Dataset entries:
• • • • •

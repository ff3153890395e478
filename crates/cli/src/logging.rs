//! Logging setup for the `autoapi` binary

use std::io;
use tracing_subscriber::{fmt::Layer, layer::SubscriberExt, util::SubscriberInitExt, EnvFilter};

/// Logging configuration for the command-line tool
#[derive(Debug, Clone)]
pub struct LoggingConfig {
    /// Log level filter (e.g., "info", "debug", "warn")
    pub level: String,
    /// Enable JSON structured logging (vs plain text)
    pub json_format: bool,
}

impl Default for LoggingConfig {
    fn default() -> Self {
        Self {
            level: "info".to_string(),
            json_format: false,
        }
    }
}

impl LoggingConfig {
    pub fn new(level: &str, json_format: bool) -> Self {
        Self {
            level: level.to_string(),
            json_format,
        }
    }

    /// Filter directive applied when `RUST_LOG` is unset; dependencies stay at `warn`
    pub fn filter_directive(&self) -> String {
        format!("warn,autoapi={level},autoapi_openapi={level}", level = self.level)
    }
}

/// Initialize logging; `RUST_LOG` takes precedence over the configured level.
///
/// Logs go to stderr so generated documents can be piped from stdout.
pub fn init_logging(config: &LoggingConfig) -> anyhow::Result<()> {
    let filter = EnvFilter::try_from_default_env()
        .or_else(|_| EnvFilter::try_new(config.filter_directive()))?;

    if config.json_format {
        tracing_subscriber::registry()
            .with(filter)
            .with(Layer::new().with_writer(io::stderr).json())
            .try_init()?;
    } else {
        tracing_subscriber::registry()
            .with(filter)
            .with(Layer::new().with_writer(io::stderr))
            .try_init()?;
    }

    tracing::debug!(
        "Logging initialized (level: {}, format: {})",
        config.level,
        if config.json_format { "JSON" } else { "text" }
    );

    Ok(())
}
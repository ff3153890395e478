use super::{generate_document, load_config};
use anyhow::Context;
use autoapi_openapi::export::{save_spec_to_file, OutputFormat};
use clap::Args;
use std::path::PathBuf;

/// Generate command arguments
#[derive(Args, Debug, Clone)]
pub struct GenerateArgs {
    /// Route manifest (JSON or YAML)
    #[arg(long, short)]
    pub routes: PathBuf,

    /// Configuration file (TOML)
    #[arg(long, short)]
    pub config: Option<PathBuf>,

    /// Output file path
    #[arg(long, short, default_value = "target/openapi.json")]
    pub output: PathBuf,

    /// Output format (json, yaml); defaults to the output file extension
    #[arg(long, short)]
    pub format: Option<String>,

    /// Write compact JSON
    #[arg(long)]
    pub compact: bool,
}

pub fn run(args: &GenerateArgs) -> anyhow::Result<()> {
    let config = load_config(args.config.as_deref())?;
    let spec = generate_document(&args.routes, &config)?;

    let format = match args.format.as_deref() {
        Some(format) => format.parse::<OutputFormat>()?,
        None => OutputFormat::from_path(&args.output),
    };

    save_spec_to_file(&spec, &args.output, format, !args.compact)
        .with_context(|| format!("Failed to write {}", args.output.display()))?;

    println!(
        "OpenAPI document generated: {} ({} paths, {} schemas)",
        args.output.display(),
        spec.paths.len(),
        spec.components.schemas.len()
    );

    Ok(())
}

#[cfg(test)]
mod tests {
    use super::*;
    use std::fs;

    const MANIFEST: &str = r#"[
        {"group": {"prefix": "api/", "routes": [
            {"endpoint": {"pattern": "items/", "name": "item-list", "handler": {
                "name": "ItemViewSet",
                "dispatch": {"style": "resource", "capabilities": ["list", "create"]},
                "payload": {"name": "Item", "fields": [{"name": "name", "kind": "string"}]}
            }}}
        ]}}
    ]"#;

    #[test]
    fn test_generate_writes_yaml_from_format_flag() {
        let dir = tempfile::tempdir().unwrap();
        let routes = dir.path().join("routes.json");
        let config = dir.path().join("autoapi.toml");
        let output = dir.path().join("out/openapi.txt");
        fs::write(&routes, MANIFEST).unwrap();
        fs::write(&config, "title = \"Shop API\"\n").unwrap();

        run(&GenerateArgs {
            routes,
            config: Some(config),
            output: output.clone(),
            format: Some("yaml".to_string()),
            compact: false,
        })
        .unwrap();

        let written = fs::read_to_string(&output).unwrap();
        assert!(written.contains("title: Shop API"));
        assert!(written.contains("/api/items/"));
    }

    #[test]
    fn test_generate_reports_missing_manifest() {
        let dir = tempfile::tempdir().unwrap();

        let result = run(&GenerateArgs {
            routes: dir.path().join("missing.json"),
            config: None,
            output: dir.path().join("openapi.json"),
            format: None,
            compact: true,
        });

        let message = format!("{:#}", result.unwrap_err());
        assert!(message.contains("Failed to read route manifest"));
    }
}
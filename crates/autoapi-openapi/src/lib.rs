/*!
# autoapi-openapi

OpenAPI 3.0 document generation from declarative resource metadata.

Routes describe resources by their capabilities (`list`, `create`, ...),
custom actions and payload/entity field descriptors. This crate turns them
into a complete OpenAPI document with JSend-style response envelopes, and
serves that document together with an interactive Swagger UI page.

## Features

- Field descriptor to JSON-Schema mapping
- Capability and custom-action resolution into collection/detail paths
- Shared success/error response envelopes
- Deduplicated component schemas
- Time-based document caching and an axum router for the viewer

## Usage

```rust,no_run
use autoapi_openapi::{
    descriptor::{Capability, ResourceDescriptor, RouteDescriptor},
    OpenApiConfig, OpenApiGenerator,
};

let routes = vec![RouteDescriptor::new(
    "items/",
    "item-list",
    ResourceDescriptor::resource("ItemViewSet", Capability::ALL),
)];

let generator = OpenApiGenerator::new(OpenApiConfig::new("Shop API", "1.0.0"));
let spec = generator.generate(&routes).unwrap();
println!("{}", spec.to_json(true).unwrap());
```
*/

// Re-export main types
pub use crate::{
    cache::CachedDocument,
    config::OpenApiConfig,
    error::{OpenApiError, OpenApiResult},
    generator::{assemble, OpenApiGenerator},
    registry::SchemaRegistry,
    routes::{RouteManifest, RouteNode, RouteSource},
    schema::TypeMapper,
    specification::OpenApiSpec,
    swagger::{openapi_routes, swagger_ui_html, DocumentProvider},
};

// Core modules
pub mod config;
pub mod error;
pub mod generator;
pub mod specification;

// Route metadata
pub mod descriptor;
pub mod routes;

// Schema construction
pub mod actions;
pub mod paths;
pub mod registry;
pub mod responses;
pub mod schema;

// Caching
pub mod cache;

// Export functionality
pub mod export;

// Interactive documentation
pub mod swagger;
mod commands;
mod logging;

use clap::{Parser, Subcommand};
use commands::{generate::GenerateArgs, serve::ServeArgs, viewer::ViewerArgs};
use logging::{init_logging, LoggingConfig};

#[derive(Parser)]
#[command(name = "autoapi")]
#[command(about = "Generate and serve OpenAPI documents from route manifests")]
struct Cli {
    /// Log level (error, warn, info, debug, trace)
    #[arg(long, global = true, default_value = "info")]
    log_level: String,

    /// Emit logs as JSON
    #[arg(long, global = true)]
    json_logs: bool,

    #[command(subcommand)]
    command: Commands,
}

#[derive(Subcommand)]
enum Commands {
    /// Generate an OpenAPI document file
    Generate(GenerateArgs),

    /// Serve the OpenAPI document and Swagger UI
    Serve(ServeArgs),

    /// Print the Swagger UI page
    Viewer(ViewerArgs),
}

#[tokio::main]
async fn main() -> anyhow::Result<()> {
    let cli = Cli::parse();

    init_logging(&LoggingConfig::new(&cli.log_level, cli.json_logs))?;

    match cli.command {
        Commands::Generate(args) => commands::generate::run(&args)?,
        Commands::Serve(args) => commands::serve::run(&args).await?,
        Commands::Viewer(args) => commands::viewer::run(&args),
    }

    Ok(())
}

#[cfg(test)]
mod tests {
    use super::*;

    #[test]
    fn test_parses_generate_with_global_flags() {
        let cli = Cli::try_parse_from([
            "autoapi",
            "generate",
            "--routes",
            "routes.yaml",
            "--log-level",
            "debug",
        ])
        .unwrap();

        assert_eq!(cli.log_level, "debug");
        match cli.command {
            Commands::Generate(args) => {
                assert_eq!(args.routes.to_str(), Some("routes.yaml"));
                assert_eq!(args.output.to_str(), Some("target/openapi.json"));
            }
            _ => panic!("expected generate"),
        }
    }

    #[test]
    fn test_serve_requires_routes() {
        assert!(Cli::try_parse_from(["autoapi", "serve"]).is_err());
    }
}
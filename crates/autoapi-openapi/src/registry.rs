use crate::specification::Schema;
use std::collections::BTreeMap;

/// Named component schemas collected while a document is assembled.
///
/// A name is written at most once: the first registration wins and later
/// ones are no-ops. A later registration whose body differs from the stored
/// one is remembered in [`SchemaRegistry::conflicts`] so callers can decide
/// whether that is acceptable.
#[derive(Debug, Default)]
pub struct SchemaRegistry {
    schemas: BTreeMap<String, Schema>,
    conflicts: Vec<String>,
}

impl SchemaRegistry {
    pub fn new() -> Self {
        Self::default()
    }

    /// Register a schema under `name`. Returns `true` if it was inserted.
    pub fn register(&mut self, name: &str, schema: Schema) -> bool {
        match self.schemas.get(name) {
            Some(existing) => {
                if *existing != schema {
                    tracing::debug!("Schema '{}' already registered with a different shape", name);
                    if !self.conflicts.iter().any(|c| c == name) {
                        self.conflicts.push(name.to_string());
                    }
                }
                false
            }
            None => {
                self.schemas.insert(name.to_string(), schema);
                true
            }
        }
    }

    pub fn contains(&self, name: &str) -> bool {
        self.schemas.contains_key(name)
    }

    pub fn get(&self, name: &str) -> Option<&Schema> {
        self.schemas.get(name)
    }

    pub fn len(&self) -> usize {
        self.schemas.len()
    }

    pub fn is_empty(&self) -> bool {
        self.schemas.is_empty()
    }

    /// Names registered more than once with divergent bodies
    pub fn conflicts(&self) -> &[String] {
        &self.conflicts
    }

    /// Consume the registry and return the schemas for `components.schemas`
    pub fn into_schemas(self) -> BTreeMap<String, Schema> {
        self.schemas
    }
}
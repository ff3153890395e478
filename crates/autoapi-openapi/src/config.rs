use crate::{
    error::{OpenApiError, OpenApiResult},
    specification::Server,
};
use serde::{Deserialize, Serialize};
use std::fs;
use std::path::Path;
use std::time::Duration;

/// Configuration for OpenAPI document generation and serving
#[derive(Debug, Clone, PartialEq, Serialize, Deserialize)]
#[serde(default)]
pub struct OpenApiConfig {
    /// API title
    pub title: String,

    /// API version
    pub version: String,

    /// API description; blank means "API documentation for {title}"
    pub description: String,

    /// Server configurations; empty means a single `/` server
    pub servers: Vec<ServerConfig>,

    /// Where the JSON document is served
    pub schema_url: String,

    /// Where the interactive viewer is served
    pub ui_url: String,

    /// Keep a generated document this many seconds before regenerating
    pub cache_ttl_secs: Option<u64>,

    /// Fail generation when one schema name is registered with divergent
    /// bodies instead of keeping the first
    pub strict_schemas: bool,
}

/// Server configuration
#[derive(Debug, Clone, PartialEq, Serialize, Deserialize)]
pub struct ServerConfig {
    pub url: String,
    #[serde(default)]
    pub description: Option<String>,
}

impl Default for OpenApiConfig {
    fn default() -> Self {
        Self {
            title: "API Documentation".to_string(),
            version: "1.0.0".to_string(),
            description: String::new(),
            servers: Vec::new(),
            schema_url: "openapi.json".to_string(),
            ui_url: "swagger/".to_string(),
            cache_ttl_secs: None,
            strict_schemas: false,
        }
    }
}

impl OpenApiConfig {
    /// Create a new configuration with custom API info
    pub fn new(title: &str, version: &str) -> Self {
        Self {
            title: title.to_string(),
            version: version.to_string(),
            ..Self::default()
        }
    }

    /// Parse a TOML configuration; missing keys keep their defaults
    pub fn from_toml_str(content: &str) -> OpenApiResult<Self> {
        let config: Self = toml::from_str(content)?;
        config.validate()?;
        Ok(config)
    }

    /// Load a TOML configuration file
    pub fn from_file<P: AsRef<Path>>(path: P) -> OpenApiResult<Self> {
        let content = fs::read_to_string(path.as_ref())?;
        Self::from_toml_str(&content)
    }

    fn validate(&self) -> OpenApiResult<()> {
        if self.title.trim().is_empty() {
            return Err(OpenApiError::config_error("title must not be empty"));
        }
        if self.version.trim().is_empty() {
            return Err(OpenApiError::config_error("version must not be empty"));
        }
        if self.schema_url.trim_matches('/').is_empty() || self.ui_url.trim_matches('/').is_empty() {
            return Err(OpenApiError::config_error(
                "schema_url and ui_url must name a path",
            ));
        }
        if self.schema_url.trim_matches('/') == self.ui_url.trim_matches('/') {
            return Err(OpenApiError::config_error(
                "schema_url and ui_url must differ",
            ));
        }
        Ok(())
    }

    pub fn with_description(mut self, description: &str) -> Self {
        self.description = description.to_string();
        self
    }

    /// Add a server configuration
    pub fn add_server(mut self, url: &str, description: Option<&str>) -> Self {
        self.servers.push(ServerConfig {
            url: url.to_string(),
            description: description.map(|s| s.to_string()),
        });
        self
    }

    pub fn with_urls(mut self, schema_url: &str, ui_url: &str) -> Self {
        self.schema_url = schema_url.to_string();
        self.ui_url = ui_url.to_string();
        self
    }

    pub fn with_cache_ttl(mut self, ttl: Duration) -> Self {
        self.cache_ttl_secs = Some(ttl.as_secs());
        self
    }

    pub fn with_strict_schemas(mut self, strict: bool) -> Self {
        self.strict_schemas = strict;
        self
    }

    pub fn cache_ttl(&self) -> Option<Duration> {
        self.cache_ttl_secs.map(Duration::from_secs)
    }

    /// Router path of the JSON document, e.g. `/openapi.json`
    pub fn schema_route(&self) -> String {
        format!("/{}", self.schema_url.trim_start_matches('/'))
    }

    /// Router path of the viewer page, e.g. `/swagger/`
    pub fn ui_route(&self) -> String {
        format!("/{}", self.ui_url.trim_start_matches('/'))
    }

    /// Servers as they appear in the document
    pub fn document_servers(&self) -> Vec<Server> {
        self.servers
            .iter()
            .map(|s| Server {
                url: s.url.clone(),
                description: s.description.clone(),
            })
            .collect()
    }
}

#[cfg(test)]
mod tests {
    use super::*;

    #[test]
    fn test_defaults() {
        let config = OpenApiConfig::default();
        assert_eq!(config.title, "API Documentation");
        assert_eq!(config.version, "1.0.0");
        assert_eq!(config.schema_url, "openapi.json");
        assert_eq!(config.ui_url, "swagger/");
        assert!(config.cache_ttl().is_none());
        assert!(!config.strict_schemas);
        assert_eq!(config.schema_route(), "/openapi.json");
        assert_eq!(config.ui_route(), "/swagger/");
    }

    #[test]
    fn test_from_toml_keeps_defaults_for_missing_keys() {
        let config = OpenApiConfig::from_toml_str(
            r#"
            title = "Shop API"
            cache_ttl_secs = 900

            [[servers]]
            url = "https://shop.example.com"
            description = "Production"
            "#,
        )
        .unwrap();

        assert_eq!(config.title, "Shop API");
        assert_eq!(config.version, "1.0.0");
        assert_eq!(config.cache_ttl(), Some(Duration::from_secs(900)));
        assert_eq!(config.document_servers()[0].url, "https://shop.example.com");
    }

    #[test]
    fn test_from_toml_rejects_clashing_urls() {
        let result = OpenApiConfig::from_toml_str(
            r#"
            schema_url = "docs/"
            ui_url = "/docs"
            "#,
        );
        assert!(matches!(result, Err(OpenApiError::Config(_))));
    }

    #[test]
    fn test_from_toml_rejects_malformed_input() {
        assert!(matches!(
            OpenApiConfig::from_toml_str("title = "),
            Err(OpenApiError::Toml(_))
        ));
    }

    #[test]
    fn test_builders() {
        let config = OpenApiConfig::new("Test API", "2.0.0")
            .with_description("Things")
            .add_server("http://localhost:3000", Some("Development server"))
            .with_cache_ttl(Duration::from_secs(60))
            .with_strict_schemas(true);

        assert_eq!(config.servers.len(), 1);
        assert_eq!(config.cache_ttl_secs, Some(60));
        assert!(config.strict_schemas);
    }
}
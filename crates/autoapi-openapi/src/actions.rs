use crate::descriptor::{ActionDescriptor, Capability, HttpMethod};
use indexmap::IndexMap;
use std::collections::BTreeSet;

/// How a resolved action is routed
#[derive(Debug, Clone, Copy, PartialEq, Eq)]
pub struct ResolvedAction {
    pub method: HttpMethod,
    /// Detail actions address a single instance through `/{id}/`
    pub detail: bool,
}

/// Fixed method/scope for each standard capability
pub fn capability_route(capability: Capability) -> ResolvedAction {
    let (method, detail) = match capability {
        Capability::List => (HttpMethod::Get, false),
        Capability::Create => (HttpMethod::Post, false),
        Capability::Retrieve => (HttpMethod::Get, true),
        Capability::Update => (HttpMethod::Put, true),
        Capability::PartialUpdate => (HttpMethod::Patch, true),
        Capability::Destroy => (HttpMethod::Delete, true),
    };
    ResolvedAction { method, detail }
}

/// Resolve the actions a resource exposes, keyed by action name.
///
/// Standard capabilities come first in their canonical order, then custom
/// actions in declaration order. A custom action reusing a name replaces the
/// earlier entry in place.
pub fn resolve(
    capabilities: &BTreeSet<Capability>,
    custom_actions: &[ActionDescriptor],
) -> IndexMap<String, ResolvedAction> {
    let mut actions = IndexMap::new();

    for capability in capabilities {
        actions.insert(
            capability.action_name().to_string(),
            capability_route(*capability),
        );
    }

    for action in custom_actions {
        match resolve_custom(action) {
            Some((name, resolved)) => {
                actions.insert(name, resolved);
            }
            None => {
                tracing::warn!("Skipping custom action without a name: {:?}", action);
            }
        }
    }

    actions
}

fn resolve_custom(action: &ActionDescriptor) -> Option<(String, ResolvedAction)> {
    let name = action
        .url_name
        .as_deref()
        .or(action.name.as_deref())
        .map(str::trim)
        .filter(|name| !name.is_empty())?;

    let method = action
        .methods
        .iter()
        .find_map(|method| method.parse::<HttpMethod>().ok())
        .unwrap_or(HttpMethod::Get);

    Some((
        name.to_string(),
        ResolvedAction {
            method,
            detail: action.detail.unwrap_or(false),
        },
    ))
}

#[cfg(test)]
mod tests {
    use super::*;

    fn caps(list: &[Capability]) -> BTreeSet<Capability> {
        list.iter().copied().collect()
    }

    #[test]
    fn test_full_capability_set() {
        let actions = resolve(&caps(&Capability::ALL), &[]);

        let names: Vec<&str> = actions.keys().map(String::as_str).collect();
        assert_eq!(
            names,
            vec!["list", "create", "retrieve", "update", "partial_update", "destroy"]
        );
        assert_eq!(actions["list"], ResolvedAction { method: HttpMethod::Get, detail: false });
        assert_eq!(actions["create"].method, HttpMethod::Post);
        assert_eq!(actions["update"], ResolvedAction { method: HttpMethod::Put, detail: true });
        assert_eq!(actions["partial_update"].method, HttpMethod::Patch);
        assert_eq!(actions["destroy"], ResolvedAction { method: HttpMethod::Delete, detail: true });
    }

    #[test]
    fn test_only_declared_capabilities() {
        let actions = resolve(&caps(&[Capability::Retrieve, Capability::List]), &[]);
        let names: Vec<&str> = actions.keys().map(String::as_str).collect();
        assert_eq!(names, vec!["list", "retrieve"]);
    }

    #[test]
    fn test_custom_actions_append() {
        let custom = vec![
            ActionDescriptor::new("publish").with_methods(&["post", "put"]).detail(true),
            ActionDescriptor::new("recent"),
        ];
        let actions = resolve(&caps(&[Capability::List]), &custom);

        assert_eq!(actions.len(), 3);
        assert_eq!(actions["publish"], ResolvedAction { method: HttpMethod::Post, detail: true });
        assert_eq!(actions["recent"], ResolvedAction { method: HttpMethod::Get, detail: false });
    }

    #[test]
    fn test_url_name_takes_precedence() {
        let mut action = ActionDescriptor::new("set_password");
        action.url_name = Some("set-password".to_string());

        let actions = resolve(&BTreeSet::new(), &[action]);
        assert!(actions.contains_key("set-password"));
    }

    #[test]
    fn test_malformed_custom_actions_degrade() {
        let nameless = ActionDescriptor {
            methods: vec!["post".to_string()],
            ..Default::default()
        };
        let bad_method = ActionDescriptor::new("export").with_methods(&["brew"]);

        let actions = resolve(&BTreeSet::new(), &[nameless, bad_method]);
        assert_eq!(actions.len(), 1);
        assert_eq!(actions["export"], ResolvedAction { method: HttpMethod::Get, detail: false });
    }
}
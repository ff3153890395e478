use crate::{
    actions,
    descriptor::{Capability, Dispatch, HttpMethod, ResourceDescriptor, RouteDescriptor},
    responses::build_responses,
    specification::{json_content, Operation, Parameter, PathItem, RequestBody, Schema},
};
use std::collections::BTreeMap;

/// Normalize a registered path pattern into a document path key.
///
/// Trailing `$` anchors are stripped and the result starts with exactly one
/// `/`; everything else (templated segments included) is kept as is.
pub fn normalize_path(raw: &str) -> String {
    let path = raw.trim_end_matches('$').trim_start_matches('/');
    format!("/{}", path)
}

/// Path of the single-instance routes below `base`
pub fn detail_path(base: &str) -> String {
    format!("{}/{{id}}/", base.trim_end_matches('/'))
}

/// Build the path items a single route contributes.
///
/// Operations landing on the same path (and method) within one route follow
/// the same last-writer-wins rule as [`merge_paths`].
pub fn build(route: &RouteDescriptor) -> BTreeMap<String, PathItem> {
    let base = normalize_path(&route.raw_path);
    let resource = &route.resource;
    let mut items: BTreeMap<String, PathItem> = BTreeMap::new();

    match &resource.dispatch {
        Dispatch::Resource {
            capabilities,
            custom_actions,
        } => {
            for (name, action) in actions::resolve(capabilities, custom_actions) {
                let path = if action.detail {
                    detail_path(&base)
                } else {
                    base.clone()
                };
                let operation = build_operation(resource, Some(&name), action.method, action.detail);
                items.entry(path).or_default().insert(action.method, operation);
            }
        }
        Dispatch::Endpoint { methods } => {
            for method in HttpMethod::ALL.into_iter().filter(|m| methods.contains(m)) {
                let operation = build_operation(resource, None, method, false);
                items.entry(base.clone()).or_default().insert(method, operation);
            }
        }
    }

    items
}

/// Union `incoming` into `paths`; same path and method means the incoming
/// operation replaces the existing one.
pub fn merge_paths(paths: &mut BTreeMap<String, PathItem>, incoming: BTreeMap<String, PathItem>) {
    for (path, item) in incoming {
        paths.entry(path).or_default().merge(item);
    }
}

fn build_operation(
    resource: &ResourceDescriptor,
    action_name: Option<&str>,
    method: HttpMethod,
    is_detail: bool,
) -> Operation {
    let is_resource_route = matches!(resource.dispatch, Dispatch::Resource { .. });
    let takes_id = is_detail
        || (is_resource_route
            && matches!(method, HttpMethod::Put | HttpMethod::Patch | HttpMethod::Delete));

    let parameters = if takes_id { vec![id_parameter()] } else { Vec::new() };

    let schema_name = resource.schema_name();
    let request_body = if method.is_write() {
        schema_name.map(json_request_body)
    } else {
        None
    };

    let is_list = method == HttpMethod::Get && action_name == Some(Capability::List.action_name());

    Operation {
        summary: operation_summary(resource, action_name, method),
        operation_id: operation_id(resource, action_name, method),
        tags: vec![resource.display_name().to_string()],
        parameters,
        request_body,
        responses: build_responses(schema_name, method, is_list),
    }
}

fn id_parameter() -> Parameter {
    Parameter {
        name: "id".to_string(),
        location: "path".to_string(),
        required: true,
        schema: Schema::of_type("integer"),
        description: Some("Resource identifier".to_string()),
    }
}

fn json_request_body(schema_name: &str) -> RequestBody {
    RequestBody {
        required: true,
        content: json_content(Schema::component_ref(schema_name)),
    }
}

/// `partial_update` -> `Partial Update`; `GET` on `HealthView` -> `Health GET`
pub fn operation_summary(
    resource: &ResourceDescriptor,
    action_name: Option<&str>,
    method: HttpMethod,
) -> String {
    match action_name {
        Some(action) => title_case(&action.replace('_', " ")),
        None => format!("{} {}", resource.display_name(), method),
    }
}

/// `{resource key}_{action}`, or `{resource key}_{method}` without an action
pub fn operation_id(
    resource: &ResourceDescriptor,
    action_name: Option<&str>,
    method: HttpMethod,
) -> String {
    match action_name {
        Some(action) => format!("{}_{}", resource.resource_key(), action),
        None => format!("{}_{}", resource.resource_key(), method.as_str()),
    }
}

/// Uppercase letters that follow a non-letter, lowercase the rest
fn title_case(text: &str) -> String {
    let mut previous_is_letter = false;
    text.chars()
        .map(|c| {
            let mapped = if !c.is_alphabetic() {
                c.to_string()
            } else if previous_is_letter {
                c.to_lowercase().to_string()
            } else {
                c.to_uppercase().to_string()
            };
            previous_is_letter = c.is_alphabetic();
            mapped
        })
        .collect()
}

• • • • •

What the task requires:
Write out the records above exactly, from the opening line to the line with "let filter = EnvFilter::try_from_default_env()", including both, with nothing added.

The answer:
repository ff3153890395e478
filename crates/cli/src/logging.rs
//! Logging setup for the `autoapi` binary

use std::io;
use tracing_subscriber::{fmt::Layer, layer::SubscriberExt, util::SubscriberInitExt, EnvFilter};

/// Logging configuration for the command-line tool
#[derive(Debug, Clone)]
pub struct LoggingConfig {
    /// Log level filter (e.g., "info", "debug", "warn")
    pub level: String,
    /// Enable JSON structured logging (vs plain text)
    pub json_format: bool,
}

impl Default for LoggingConfig {
    fn default() -> Self {
        Self {
            level: "info".to_string(),
            json_format: false,
        }
    }
}

impl LoggingConfig {
    pub fn new(level: &str, json_format: bool) -> Self {
        Self {
            level: level.to_string(),
            json_format,
        }
    }

    /// Filter directive applied when `RUST_LOG` is unset; dependencies stay at `warn`
    pub fn filter_directive(&self) -> String {
        format!("warn,autoapi={level},autoapi_openapi={level}", level = self.level)
    }
}

/// Initialize logging; `RUST_LOG` takes precedence over the configured level.
///
/// Logs go to stderr so generated documents can be piped from stdout.
pub fn init_logging(config: &LoggingConfig) -> anyhow::Result<()> {
    let filter = EnvFilter::try_from_default_env()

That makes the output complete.